◆ What the task requires
Scan the records that follow, and whenever a line has the word "benches", copy it.

◆ Extracted entries
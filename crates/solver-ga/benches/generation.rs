use criterion::{criterion_group, criterion_main, Criterion};
use sched_core::{Catalog, GaParams, Instance};
use solver_ga::GeneticSearch;
use std::hint::black_box;

/// Eight groups over a 5x4 week with a handful of shared lecturers and rooms.
fn build_instance() -> Instance {
    let days = ["Monday", "Tuesday", "Wednesday", "Thursday", "Friday"];
    let times: Vec<_> = days
        .iter()
        .flat_map(|d| (1..=4).map(move |p| serde_json::json!({"day": d, "time": p})))
        .collect();
    let subjects: Vec<_> = (0..6)
        .map(|i| serde_json::json!({"name": format!("S{i}"), "hours": 1 + i % 2}))
        .collect();
    let groups: Vec<_> = (0..8)
        .map(|i| {
            let names: Vec<_> = (0..6).filter(|s| (s + i) % 3 != 0).map(|s| format!("S{s}")).collect();
            serde_json::json!({"title": format!("G{i}"), "student_count": 15 + 3 * i, "subject_names": names})
        })
        .collect();
    let lectors: Vec<_> = (0..6)
        .map(|i| {
            serde_json::json!({"name": format!("L{i}"), "can_teach": [format!("S{i}"), format!("S{}", (i + 1) % 6)]})
        })
        .collect();
    let classrooms: Vec<_> = (0..5)
        .map(|i| serde_json::json!({"name": format!("R{i}"), "max_student_count": 30 + 10 * i}))
        .collect();
    serde_json::from_value(serde_json::json!({
        "times": times,
        "subjects": subjects,
        "groups": groups,
        "lectors": lectors,
        "classrooms": classrooms,
    }))
    .expect("bench instance")
}

fn bench_generation(c: &mut Criterion) {
    let inst = build_instance();
    let catalog = Catalog::new(&inst).expect("valid bench instance");
    let params = GaParams {
        population_size: 40,
        seed: 7,
        ..GaParams::default()
    };
    let search = GeneticSearch::new(&catalog, &params);
    let (population, _) = search.initial_population().expect("feasible bench instance");

    c.bench_function("ga/next_generation_40", |b| {
        b.iter(|| black_box(search.next_generation(black_box(&population), 0)))
    });

    let schedule = population[0].schedule.clone();
    c.bench_function("schedule/is_valid", |b| {
        b.iter(|| black_box(black_box(&schedule).is_valid()))
    });
}

criterion_group!(benches, bench_generation);
criterion_main!(benches);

◆ Exercise answer
filename crates/solver-ga/benches/generation.rs
criterion_group!(benches, bench_generation);
criterion_main!(benches);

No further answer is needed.